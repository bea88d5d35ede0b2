// renderer/error.rs
use std::fmt;

#[derive(Debug)]
pub enum RenderError {
    Io(std::io::Error),
    ShaderCompile { name: String, message: String },
    ShaderLink(String),
    Image(String),
    UnsupportedImage(String),
}

impl From<std::io::Error> for RenderError {
    fn from(e: std::io::Error) -> Self {
        RenderError::Io(e)
    }
}

impl fmt::Display for RenderError {
    fn fmt(&self, f: &mut fmt::Formatter<'_>) -> fmt::Result {
        match self {
            RenderError::Io(e) => write!(f, "IO error: {}", e),
            RenderError::ShaderCompile { name, message } => {
                write!(f, "Failed to compile shader stage {}: {}", name, message)
            }
            RenderError::ShaderLink(e) => write!(f, "Failed to link shader program: {}", e),
            RenderError::Image(e) => write!(f, "Image error: {}", e),
            RenderError::UnsupportedImage(e) => write!(f, "Unsupported image: {}", e),
        }
    }
}

impl std::error::Error for RenderError {
    fn source(&self) -> Option<&(dyn std::error::Error + 'static)> {
        match self {
            RenderError::Io(e) => Some(e),
            _ => None,
        }
    }
}
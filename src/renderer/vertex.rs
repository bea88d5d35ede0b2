use serde::{Deserialize, Serialize};

use super::hashing::hash_combine;

/// Component count of a vertex attribute, stored as `count - 1`.
#[derive(Debug, Clone, Copy, PartialEq, Eq, Hash, Serialize, Deserialize)]
pub enum Dimensions {
    One = 0,
    Two = 1,
    Three = 2,
    Four = 3,
}

impl Dimensions {
    pub const fn count(self) -> u8 {
        self as u8 + 1
    }
}

#[derive(Debug, Clone, Copy, PartialEq, Eq, Hash, Serialize, Deserialize)]
pub enum ElementType {
    I8 = 0,
    U8 = 1,
    I16 = 2,
    U16 = 3,
    I32 = 4,
    U32 = 5,
    F16 = 6,
    F32 = 7,
    F64 = 8,
}

impl ElementType {
    pub const fn size_in_bytes(self) -> u8 {
        match self {
            Self::I8 | Self::U8 => 1,
            Self::I16 | Self::U16 | Self::F16 => 2,
            Self::I32 | Self::U32 | Self::F32 => 4,
            Self::F64 => 8,
        }
    }

    pub const fn is_integer(self) -> bool {
        !matches!(self, Self::F16 | Self::F32 | Self::F64)
    }
}

/// One entry of a vertex (or instance) layout.
#[derive(Debug, Clone, Copy, PartialEq, Eq, Hash, Serialize, Deserialize)]
pub struct MeshAttribute {
    pub dimensions: Dimensions,
    pub element_type: ElementType,
    pub location: u8,
}

impl MeshAttribute {
    pub const fn new(location: u8, dimensions: Dimensions, element_type: ElementType) -> Self {
        Self {
            dimensions,
            element_type,
            location,
        }
    }

    pub const fn size_in_bytes(&self) -> u8 {
        self.dimensions.count() * self.element_type.size_in_bytes()
    }

    const fn packed(&self) -> u16 {
        ((self.location as u16) << 8)
            | ((self.element_type as u16) << 2)
            | self.dimensions as u16
    }
}

/// Bytes between consecutive vertices of a tightly packed interleaved layout.
pub fn layout_stride(attributes: &[MeshAttribute]) -> u32 {
    attributes
        .iter()
        .map(|attribute| u32::from(attribute.size_in_bytes()))
        .sum()
}

/// Stable hash of an attribute layout. Each attribute packs into 16 bits and
/// four of them share one 64-bit word before mixing.
pub fn hash_mesh_layout(attributes: &[MeshAttribute]) -> u64 {
    attributes
        .chunks(4)
        .map(|chunk| {
            chunk
                .iter()
                .enumerate()
                .fold(0u64, |word, (i, attribute)| {
                    word | (u64::from(attribute.packed()) << (16 * i))
                })
        })
        .fold(0u64, hash_combine)
}

#[derive(Debug, Clone, Copy, PartialEq, Eq, Hash, Default, Serialize, Deserialize)]
pub enum PrimitiveType {
    Points,
    Lines,
    LineStrip,
    #[default]
    Triangles,
    TriangleStrip,
    TriangleFan,
}

#[derive(Debug, Clone, Copy, PartialEq, Eq, Hash, Default, Serialize, Deserialize)]
pub enum IndexType {
    #[default]
    None,
    U8,
    U16,
    U32,
}

impl IndexType {
    pub const fn from_element_size(bytes: usize) -> Option<Self> {
        match bytes {
            1 => Some(Self::U8),
            2 => Some(Self::U16),
            4 => Some(Self::U32),
            _ => None,
        }
    }

    pub const fn size_in_bytes(self) -> usize {
        match self {
            Self::None => 0,
            Self::U8 => 1,
            Self::U16 => 2,
            Self::U32 => 4,
        }
    }
}
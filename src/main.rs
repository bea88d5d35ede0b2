use std::path::PathBuf;

use glam::{Mat4, Vec3, Vec4};
use render_queue::renderer::{
    BufferMode, Dimensions, ElementType, ImageDesc, ImageFormat, MaterialBlendMode, MeshAttribute,
    MeshDesc, PushConstants, UniformBlockSemantics,
};
use render_queue::{ContextSettings, HeadlessBackend, RenderError, RenderPass, RenderingContext};

const QUAD_VERTICES: [f32; 16] = [
    // position    texcoord
    -0.5, -0.5, 0.0, 0.0, //
    0.5, -0.5, 1.0, 0.0, //
    0.5, 0.5, 1.0, 1.0, //
    -0.5, 0.5, 0.0, 1.0, //
];
const QUAD_INDICES: [u16; 6] = [0, 1, 2, 2, 3, 0];
const TRIANGLE_VERTICES: [f32; 12] = [
    -0.5, -0.5, 0.0, 0.0, //
    0.5, -0.5, 1.0, 0.0, //
    0.0, 0.5, 0.5, 1.0, //
];
const FRAMES: usize = 3;

fn run() -> Result<(), RenderError> {
    let mut settings = ContextSettings::load();
    if settings.shader_root.is_none() {
        settings.shader_root = Some(PathBuf::from(env!("CARGO_MANIFEST_DIR")).join("assets/shaders"));
    }
    let default_framebuffer = settings.default_framebuffer;
    let mut context = RenderingContext::new(HeadlessBackend::new(), settings);

    let vertex = context.fetch_shader_stage("quad.vert.glsl")?;
    let fragment = context.fetch_shader_stage("quad.frag.glsl")?;
    let shader = context.fetch_shader(&[vertex, fragment])?;

    let scene_pool = context.create_resource_pool();
    let vertex_buffer = context.create_buffer(
        std::mem::size_of_val(&QUAD_VERTICES),
        Some(bytemuck::cast_slice(&QUAD_VERTICES)),
        BufferMode::Static,
        Some(scene_pool),
    );
    let index_buffer = context.create_buffer(
        std::mem::size_of_val(&QUAD_INDICES),
        Some(bytemuck::cast_slice(&QUAD_INDICES)),
        BufferMode::Static,
        Some(scene_pool),
    );
    let attributes = [
        MeshAttribute::new(0, Dimensions::Two, ElementType::F32),
        MeshAttribute::new(1, Dimensions::Two, ElementType::F32),
    ];
    let quad = context.create_mesh(
        &MeshDesc::new(QUAD_INDICES.len(), vertex_buffer, &attributes).with_indices(index_buffer),
        Some(scene_pool),
    );

    let overlay_pool = context.create_resource_pool();
    let triangle_buffer = context.create_buffer(
        std::mem::size_of_val(&TRIANGLE_VERTICES),
        Some(bytemuck::cast_slice(&TRIANGLE_VERTICES)),
        BufferMode::Static,
        Some(overlay_pool),
    );
    let triangle = context.create_mesh(
        &MeshDesc::new(3, triangle_buffer, &attributes),
        Some(overlay_pool),
    );

    let checker: Vec<u8> = (0..16u32)
        .flat_map(|i| if (i + i / 4) % 2 == 0 { [255, 255, 255, 255] } else { [40, 40, 40, 255] })
        .collect();
    let albedo = context.create_image(
        &ImageDesc::new(4, 4, ImageFormat::RGBA8),
        Some(&checker),
        Some(scene_pool),
    );

    let opaque = context.create_material(&shader, MaterialBlendMode::Opaque, Some(scene_pool));
    context.set_uniform(&opaque, "uColor", Vec4::new(1.0, 0.2, 0.2, 1.0));
    context.set_uniform(&opaque, "uIntensity", 1.0f32);
    context.set_image(&opaque, "uAlbedo", albedo);

    let glass = context.create_material(&shader, MaterialBlendMode::Alpha, Some(overlay_pool));
    context.set_uniform(&glass, "uColor", Vec4::new(0.2, 0.6, 1.0, 0.5));
    context.set_uniform(&glass, "uIntensity", 0.8f32);
    context.set_image(&glass, "uAlbedo", albedo);

    let pass_uniforms =
        context.create_uniform_buffer(&shader, UniformBlockSemantics::Pass, Some(scene_pool));
    let (width, height) = context.resolution();
    let projection = Mat4::orthographic_rh(
        -(width as f32) / height as f32,
        width as f32 / height as f32,
        -1.0,
        1.0,
        -1.0,
        1.0,
    );
    context.set_uniform(&pass_uniforms, "uViewProjection", projection);
    context.set_uniform(&pass_uniforms, "uTime", Vec4::ZERO);

    let mut pass = RenderPass::new();
    pass.clear_color = Vec4::new(0.05, 0.05, 0.08, 1.0);
    pass.set_pass_uniforms(Some(pass_uniforms));
    let entries: Vec<_> = (0..2)
        .map(|_| pass.add_to_draw_queue(&quad, &opaque, None, 0))
        .collect();
    let overlay = pass.add_to_draw_queue(&triangle, &glass, None, 0);

    for frame in 0..FRAMES {
        let time = frame as f32 / 60.0;
        context.set_uniform(&pass_uniforms, "uTime", Vec4::new(time, 0.0, 0.0, 0.0));
        for (i, entry) in entries.iter().enumerate() {
            let model = Mat4::from_translation(Vec3::new(i as f32 * 1.2 - 0.6, time.sin() * 0.25, 0.0));
            pass.set_push_constants(entry, PushConstants::from_model(model));
        }

        context.begin_frame();
        let stats = context.draw_pass(&pass, default_framebuffer);
        context.end_frame();
        pass.mark_clean();
        log::info!("Frame {}: {:?}", frame, stats);
    }

    match context.backend().commands_json() {
        Ok(json) => println!("{json}"),
        Err(err) => log::error!("Failed to serialize command log: {}", err),
    }

    pass.remove_from_draw_queue(&overlay);
    context.delete_resource_pool(overlay_pool);
    log::info!(
        "Resources after deleting the overlay pool: {:?} ({} backend objects)",
        context.live_resources(),
        context.backend().live_object_count()
    );

    context.begin_frame();
    let stats = context.draw_pass(&pass, default_framebuffer);
    context.end_frame();
    log::info!("Frame without overlay: {:?}", stats);

    context.delete_resource_pool(scene_pool);
    Ok(())
}

fn main() {
    render_queue::init_logging();
    if let Err(err) = run() {
        eprintln!("Application error: {err}");
        std::process::exit(1);
    }
}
========================================
In exact wording, restate the lines of the data above from the first through the one holding "impl From<std::io::Error> for", and stop after that line.

repository bea88d5d35ede0b2
// renderer/error.rs
use std::fmt;

#[derive(Debug)]
pub enum RenderError {
    Io(std::io::Error),
    ShaderCompile { name: String, message: String },
    ShaderLink(String),
    Image(String),
    UnsupportedImage(String),
}

impl From<std::io::Error> for RenderError {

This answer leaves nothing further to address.